Auch Marguerittes Buch "La Garçonne", das im französischen Original den Untertitel "roman de mœurs" trägt - also "Sittenroman" oder "Sittenbild" - ist voller scharfer, spitzer Beobachtungen; etwa die Schilderung einer Pariser Abendgesellschaft in den besseren Kreisen:
"Die Herren im Frack, die Damen in tief ausgeschnittenen Roben. Und auf dem blühenden Teint der Jugend wie auf der überreifen Haut der Älteren - Perlenregen und Diamantentau. Die reizlosesten Körper wie die bestgebauten präsentierten sich von der Achsel bis zur Hüftlinie in tief ausgeschnittenen duftigen Kleidern. Man hätte glauben können, auf einem Sklavenmarkt böten sich all diese Reize den erfahrenen Blicken der Liebhaber und Händler feil. Sie prüften abschätzig die Rundungen der Körper, die freudig entblößten Arme, die Brüste, die unverhohlen dargeboten wurden."
Nachfolgerin von Emma Bovary
Moniques Weigerung, sich der Tradition zu fügen und stattdessen ihren sexuellen Bedürfnissen und ihrem Freiheitsdrang zu folgen, macht sie zu einer Art Nachfolgerin von "Madame Bovary" - nur dass Monique im Gegensatz zu Emma Bovary den emanzipatorischen Ausbruch schafft. Und so wie Flauberts Roman 1856 wegen Sittenwidrigkeit zeitweise verboten wurde, so verursachte "La Garçonne" ein Dreiviertel Jahrhundert später ebenfalls einen Skandal.

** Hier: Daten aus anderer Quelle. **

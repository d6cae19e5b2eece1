//! 认证中间件
//!
//! 为 JWT 认证和授权提供 Axum 中间件

use axum::{
    extract::{Request, State},
    middleware::Next,
    response::Response,
};
use shared::types::UserRole;

use crate::auth::{CurrentUser, JwtService};
use crate::core::ServerState;
use crate::security_log;
use crate::utils::AppError;

/// 公共路由判定
///
/// - 登录/注册/健康检查无需令牌
/// - 餐厅和社区的 GET 接口允许匿名访问 (私有社区的成员校验在 handler 内)
fn is_public_route(method: &http::Method, path: &str) -> bool {
    if path == "/api/auth/login" || path.starts_with("/api/auth/register/") || path == "/api/health"
    {
        return true;
    }

    method == http::Method::GET
        && (path.starts_with("/api/restaurants")
            || path.starts_with("/api/communities")
            || path.starts_with("/api/community/posts"))
}

/// 认证中间件 - 要求用户登录
///
/// 从 `Authorization: Bearer <token>` 头提取并验证 JWT。
/// 验证成功后将 [`CurrentUser`] 注入请求扩展 (`req.extensions_mut().insert(user)`)。
///
/// # 跳过认证的路径
///
/// - `OPTIONS *` (CORS 预检)
/// - 非 `/api/` 路径
/// - [`is_public_route`] 匹配的公共接口 (若带有令牌仍会校验并注入用户)
///
/// # 错误处理
///
/// | 错误 | HTTP 状态码 |
/// |------|------------|
/// | 无 Authorization 头 | 401 Unauthorized |
/// | 令牌过期 | 401 TokenExpired |
/// | 无效令牌 | 401 InvalidToken |
pub async fn require_auth(
    State(state): State<ServerState>,
    mut req: Request,
    next: Next,
) -> Result<Response, AppError> {
    let path = req.uri().path().to_string();

    // 允许 CORS 预检的 OPTIONS 请求 (跳过认证)
    if req.method() == http::Method::OPTIONS {
        return Ok(next.run(req).await);
    }

    // 非 API 路由跳过认证 (让它们正常返回 404)
    if !path.starts_with("/api/") {
        return Ok(next.run(req).await);
    }

    let public = is_public_route(req.method(), &path);

    let auth_header = req
        .headers()
        .get(http::header::AUTHORIZATION)
        .and_then(|h| h.to_str().ok())
        .map(|h| h.to_string());

    let token = match auth_header {
        Some(header) => match JwtService::extract_from_header(&header) {
            Some(token) => token.to_string(),
            None => return Err(AppError::invalid_token("Invalid authorization header")),
        },
        None => {
            if public {
                return Ok(next.run(req).await);
            }
            security_log!("WARN", "auth_missing", uri = format!("{:?}", req.uri()));
            return Err(AppError::unauthorized());
        }
    };

    // 验证令牌
    let jwt_service = state.jwt_service();
    match jwt_service.validate_token(&token) {
        Ok(claims) => {
            let user = CurrentUser::try_from(claims)
                .map_err(|e| AppError::invalid_token(format!("Malformed JWT claims: {}", e)))?;
            req.extensions_mut().insert(user);
            Ok(next.run(req).await)
        }
        Err(e) => {
            security_log!(
                "WARN",
                "auth_failed",
                error = format!("{}", e),
                uri = format!("{:?}", req.uri())
            );

            match e {
                crate::auth::JwtError::ExpiredToken => Err(AppError::token_expired()),
                _ => Err(AppError::invalid_token("Invalid token")),
            }
        }
    }
}

/// 角色检查中间件 - 要求特定账号角色
///
/// 管理员放行所有角色检查。
///
/// # 用法
///
/// ```ignore
/// use axum::middleware;
/// Router::new()
///     .route("/api/restaurants", post(handler::create))
///     .layer(middleware::from_fn(require_role(UserRole::Business)));
/// ```
///
/// # 错误
///
/// 角色不匹配返回 403 Forbidden
pub fn require_role(
    role: UserRole,
) -> impl Fn(
    Request,
    Next,
) -> std::pin::Pin<Box<dyn std::future::Future<Output = Result<Response, AppError>> + Send>>
+ Clone {
    move |req: Request, next: Next| {
        Box::pin(async move {
            let user = req
                .extensions()
                .get::<CurrentUser>()
                .ok_or(AppError::unauthorized())?;

            if !user.has_role(role) {
                security_log!(
                    "WARN",
                    "role_denied",
                    user_id = user.id,
                    required_role = role.as_str()
                );
                return Err(AppError::forbidden(format!(
                    "This action requires the {role} role"
                )));
            }

            Ok(next.run(req).await)
        })
    }
}
//! 认证模块 - JWT + Argon2 认证体系
//!
//! # 模块结构
//!
//! - [`jwt`] - JWT 令牌服务与 [`CurrentUser`]
//! - [`credential`] - 密码哈希 (argon2)
//! - [`middleware`] - 认证与角色中间件
//! - [`extractor`] - Axum 提取器

pub mod credential;
pub mod extractor;
pub mod jwt;
pub mod middleware;

pub use extractor::OptionalUser;
pub use jwt::{Claims, CurrentUser, JwtConfig, JwtError, JwtService};
pub use middleware::{require_auth, require_role};
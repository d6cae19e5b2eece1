//! Time Slot API 模块

mod handler;

use axum::{Router, middleware, routing::delete};
use shared::types::UserRole;

use crate::auth::require_role;
use crate::core::ServerState;

pub fn router() -> Router<ServerState> {
    Router::new().nest("/api/timeslots", routes())
}

fn routes() -> Router<ServerState> {
    Router::new()
        .route("/{id}", delete(handler::delete))
        .layer(middleware::from_fn(require_role(UserRole::Business)))
}
//! Auth API 模块

mod handler;

use axum::{Router, routing::get, routing::post};

use crate::core::ServerState;

pub fn router() -> Router<ServerState> {
    Router::new().nest("/api/auth", routes())
}

fn routes() -> Router<ServerState> {
    Router::new()
        .route("/register/customer", post(handler::register_customer))
        .route("/register/business", post(handler::register_business))
        .route("/login", post(handler::login))
        .route("/me", get(handler::me))
}
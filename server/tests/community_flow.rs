//! Community membership and post authorization tests

mod common;

use common::{create_business, create_customer, test_pool};
use plateful_server::AppError;
use plateful_server::auth::CurrentUser;
use plateful_server::services::community;
use shared::models::{CommunityCreate, PostCreate, PostUpdate};
use shared::types::{CommunityType, CommunityVisibility, MemberRole};
use sqlx::SqlitePool;

fn community_payload(name: &str, visibility: CommunityVisibility) -> CommunityCreate {
    CommunityCreate {
        name: name.to_string(),
        description: Some("A place to talk food".to_string()),
        visibility,
    }
}

fn post_payload(title: &str) -> PostCreate {
    PostCreate {
        title: title.to_string(),
        description: None,
        kind: None,
        reservation_id: None,
    }
}

async fn create_public_community(
    pool: &SqlitePool,
    owner: &CurrentUser,
    name: &str,
) -> shared::models::Community {
    community::create_community(pool, owner, community_payload(name, CommunityVisibility::Public))
        .await
        .unwrap()
}

#[tokio::test]
async fn community_names_are_unique_case_insensitively() {
    let pool = test_pool().await;
    let ana = create_customer(&pool, "Ana").await;
    let bruno = create_customer(&pool, "Bruno").await;

    create_public_community(&pool, &ana, "Foo").await;

    // Different creator, different casing: still a duplicate
    let err = community::create_community(
        &pool,
        &bruno,
        community_payload("foo", CommunityVisibility::Public),
    )
    .await
    .unwrap_err();
    assert!(matches!(err, AppError::Conflict(_)));
}

#[tokio::test]
async fn creator_becomes_owner_and_type_follows_role() {
    let pool = test_pool().await;
    let ana = create_customer(&pool, "Ana").await;
    let bistro = create_business(&pool, "Bistro").await;

    let user_community = create_public_community(&pool, &ana, "Food Lovers").await;
    assert_eq!(user_community.community_type, CommunityType::User);

    let restaurant_community = create_public_community(&pool, &bistro, "Bistro Fans").await;
    assert_eq!(restaurant_community.community_type, CommunityType::Restaurant);

    let detail = community::get_community(&pool, user_community.id).await.unwrap();
    assert_eq!(detail.members.len(), 1);
    assert_eq!(detail.members[0].user_id, ana.id);
    assert_eq!(detail.members[0].member_role, MemberRole::Owner);
}

#[tokio::test]
async fn private_communities_cannot_be_joined_directly() {
    let pool = test_pool().await;
    let ana = create_customer(&pool, "Ana").await;
    let bruno = create_customer(&pool, "Bruno").await;

    let private = community::create_community(
        &pool,
        &ana,
        community_payload("Secret Supper", CommunityVisibility::Private),
    )
    .await
    .unwrap();

    let err = community::join_community(&pool, &bruno, private.id)
        .await
        .unwrap_err();
    assert!(matches!(err, AppError::BusinessRule(_)));
}

#[tokio::test]
async fn joining_twice_is_a_conflict() {
    let pool = test_pool().await;
    let ana = create_customer(&pool, "Ana").await;
    let bruno = create_customer(&pool, "Bruno").await;

    let public = create_public_community(&pool, &ana, "Food Lovers").await;

    let member = community::join_community(&pool, &bruno, public.id)
        .await
        .unwrap();
    assert_eq!(member.member_role, MemberRole::Participant);

    let err = community::join_community(&pool, &bruno, public.id)
        .await
        .unwrap_err();
    assert!(matches!(err, AppError::Conflict(_)));
}

#[tokio::test]
async fn the_owner_can_never_be_removed() {
    let pool = test_pool().await;
    let ana = create_customer(&pool, "Ana").await;
    let bruno = create_customer(&pool, "Bruno").await;

    let public = create_public_community(&pool, &ana, "Food Lovers").await;
    community::join_community(&pool, &bruno, public.id)
        .await
        .unwrap();

    // Not by another member, not even by the owner herself
    let err = community::remove_member(&pool, &bruno, public.id, ana.id)
        .await
        .unwrap_err();
    assert!(matches!(err, AppError::BusinessRule(_)));

    let err = community::remove_member(&pool, &ana, public.id, ana.id)
        .await
        .unwrap_err();
    assert!(matches!(err, AppError::BusinessRule(_)));
}

#[tokio::test]
async fn member_removal_rules() {
    let pool = test_pool().await;
    let ana = create_customer(&pool, "Ana").await;
    let bruno = create_customer(&pool, "Bruno").await;
    let carla = create_customer(&pool, "Carla").await;

    let public = create_public_community(&pool, &ana, "Food Lovers").await;
    community::join_community(&pool, &bruno, public.id)
        .await
        .unwrap();
    community::join_community(&pool, &carla, public.id)
        .await
        .unwrap();

    // A participant cannot remove someone else
    let err = community::remove_member(&pool, &bruno, public.id, carla.id)
        .await
        .unwrap_err();
    assert!(matches!(err, AppError::Forbidden(_)));

    // Self-removal is always allowed
    community::remove_member(&pool, &bruno, public.id, bruno.id)
        .await
        .unwrap();

    // The owner may remove any other member
    community::remove_member(&pool, &ana, public.id, carla.id)
        .await
        .unwrap();

    let detail = community::get_community(&pool, public.id).await.unwrap();
    assert_eq!(detail.members.len(), 1);
}

#[tokio::test]
async fn post_creation_requires_a_moderator_role() {
    let pool = test_pool().await;
    let ana = create_customer(&pool, "Ana").await;
    let bruno = create_customer(&pool, "Bruno").await;
    let carla = create_customer(&pool, "Carla").await;

    let public = create_public_community(&pool, &ana, "Food Lovers").await;
    community::join_community(&pool, &bruno, public.id)
        .await
        .unwrap();

    // Non-member
    let err = community::create_post(&pool, &carla, public.id, post_payload("Hello"))
        .await
        .unwrap_err();
    assert!(matches!(err, AppError::Forbidden(_)));

    // Participant
    let err = community::create_post(&pool, &bruno, public.id, post_payload("Hello"))
        .await
        .unwrap_err();
    assert!(matches!(err, AppError::Forbidden(_)));

    // Owner
    community::create_post(&pool, &ana, public.id, post_payload("Welcome!"))
        .await
        .unwrap();

    // Promoted admin
    community::update_member_role(&pool, &ana, public.id, bruno.id, MemberRole::Admin)
        .await
        .unwrap();
    community::create_post(&pool, &bruno, public.id, post_payload("Second post"))
        .await
        .unwrap();
}

#[tokio::test]
async fn authors_keep_write_access_after_demotion() {
    let pool = test_pool().await;
    let ana = create_customer(&pool, "Ana").await;
    let bruno = create_customer(&pool, "Bruno").await;
    let carla = create_customer(&pool, "Carla").await;

    let public = create_public_community(&pool, &ana, "Food Lovers").await;
    community::join_community(&pool, &bruno, public.id)
        .await
        .unwrap();
    community::join_community(&pool, &carla, public.id)
        .await
        .unwrap();

    community::update_member_role(&pool, &ana, public.id, bruno.id, MemberRole::Admin)
        .await
        .unwrap();
    let post = community::create_post(&pool, &bruno, public.id, post_payload("My review"))
        .await
        .unwrap();

    // Demote the author back to participant
    community::update_member_role(&pool, &ana, public.id, bruno.id, MemberRole::Participant)
        .await
        .unwrap();

    // The author may still edit their own post
    let updated = community::update_post(
        &pool,
        &bruno,
        post.id,
        PostUpdate {
            title: Some("My updated review".to_string()),
            description: None,
        },
    )
    .await
    .unwrap();
    assert_eq!(updated.title, "My updated review");

    // Another participant may not
    let err = community::update_post(
        &pool,
        &carla,
        post.id,
        PostUpdate {
            title: Some("Hijacked".to_string()),
            description: None,
        },
    )
    .await
    .unwrap_err();
    assert!(matches!(err, AppError::Forbidden(_)));

    // Moderators can delete any post; the author can delete their own
    community::delete_post(&pool, &bruno, post.id).await.unwrap();
}

#[tokio::test]
async fn private_posts_are_member_only() {
    let pool = test_pool().await;
    let ana = create_customer(&pool, "Ana").await;
    let bruno = create_customer(&pool, "Bruno").await;

    let private = community::create_community(
        &pool,
        &ana,
        community_payload("Secret Supper", CommunityVisibility::Private),
    )
    .await
    .unwrap();
    community::create_post(&pool, &ana, private.id, post_payload("Members only"))
        .await
        .unwrap();

    // Anonymous readers are unauthenticated
    let err = community::list_posts(&pool, None, private.id).await.unwrap_err();
    assert!(matches!(err, AppError::Unauthorized));

    // Authenticated non-members are forbidden
    let err = community::list_posts(&pool, Some(&bruno), private.id)
        .await
        .unwrap_err();
    assert!(matches!(err, AppError::Forbidden(_)));

    // Members read fine
    let posts = community::list_posts(&pool, Some(&ana), private.id)
        .await
        .unwrap();
    assert_eq!(posts.len(), 1);
}

#[tokio::test]
async fn public_posts_are_readable_anonymously() {
    let pool = test_pool().await;
    let ana = create_customer(&pool, "Ana").await;

    let public = create_public_community(&pool, &ana, "Food Lovers").await;
    let post = community::create_post(&pool, &ana, public.id, post_payload("Open to all"))
        .await
        .unwrap();

    let posts = community::list_posts(&pool, None, public.id).await.unwrap();
    assert_eq!(posts.len(), 1);

    let fetched = community::get_post(&pool, None, post.id).await.unwrap();
    assert_eq!(fetched.title, "Open to all");
    assert_eq!(fetched.author_name, "Ana");
}

#[tokio::test]
async fn role_updates_are_owner_only_and_never_touch_ownership() {
    let pool = test_pool().await;
    let ana = create_customer(&pool, "Ana").await;
    let bruno = create_customer(&pool, "Bruno").await;
    let carla = create_customer(&pool, "Carla").await;

    let public = create_public_community(&pool, &ana, "Food Lovers").await;
    community::join_community(&pool, &bruno, public.id)
        .await
        .unwrap();
    community::join_community(&pool, &carla, public.id)
        .await
        .unwrap();

    // Non-owner cannot promote
    let err =
        community::update_member_role(&pool, &bruno, public.id, carla.id, MemberRole::Admin)
            .await
            .unwrap_err();
    assert!(matches!(err, AppError::Forbidden(_)));

    // The owner's own role is fixed
    let err = community::update_member_role(&pool, &ana, public.id, ana.id, MemberRole::Admin)
        .await
        .unwrap_err();
    assert!(matches!(err, AppError::BusinessRule(_)));

    // Ownership cannot be granted
    let err = community::update_member_role(&pool, &ana, public.id, bruno.id, MemberRole::Owner)
        .await
        .unwrap_err();
    assert!(matches!(err, AppError::Validation(_)));
}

Der Schriftsteller Victor Margueritte wurde durch den Erfolg der "Garçonne" reich. Er veröffentlichte anschließend zwei weitere, weniger beachtete Romane, die "Frauen im Aufbruch" zeigten - ebenfalls geschrieben, um die Gleichberechtigung der Geschlechter voranzutreiben.
Man mag sich an den mitunter etwas eindimensional gezeichneten Charakteren in diesem Buch stören. Auch sprachlich ist "La Garçonne" nicht durchgängig von erster Qualität; mitunter ist es allzu eingängig geschrieben. Der Weg Monique Lerbiers in die Unabhängigkeit und in eine von ihr frei gewählte Beziehung zu einem Mann ist jedoch packend und stimmig erzählt. Der Verlag hat die etwas angestaubte Übersetzung behutsam überarbeiten lassen, so dass Marguerittes frischer Ton sich gut vermittelt. Der Roman ist ein beeindruckendes Plädoyer für sexuelle Selbstbestimmung und Gleichberechtigung - es ist wunderbar und wichtig, dass dieses von Liberalität und Menschenfreundlichkeit durchzogene Werk jetzt wieder auf Deutsch verfügbar ist.
Victor Margueritte: "La Garçonne"
Aus dem Französischen von Joseph Chapiro
Neu bearbeitet von Sophia Sonntag
Verlag Ebersbach & Simon, Berlin, 304 Seiten, 22 Euro.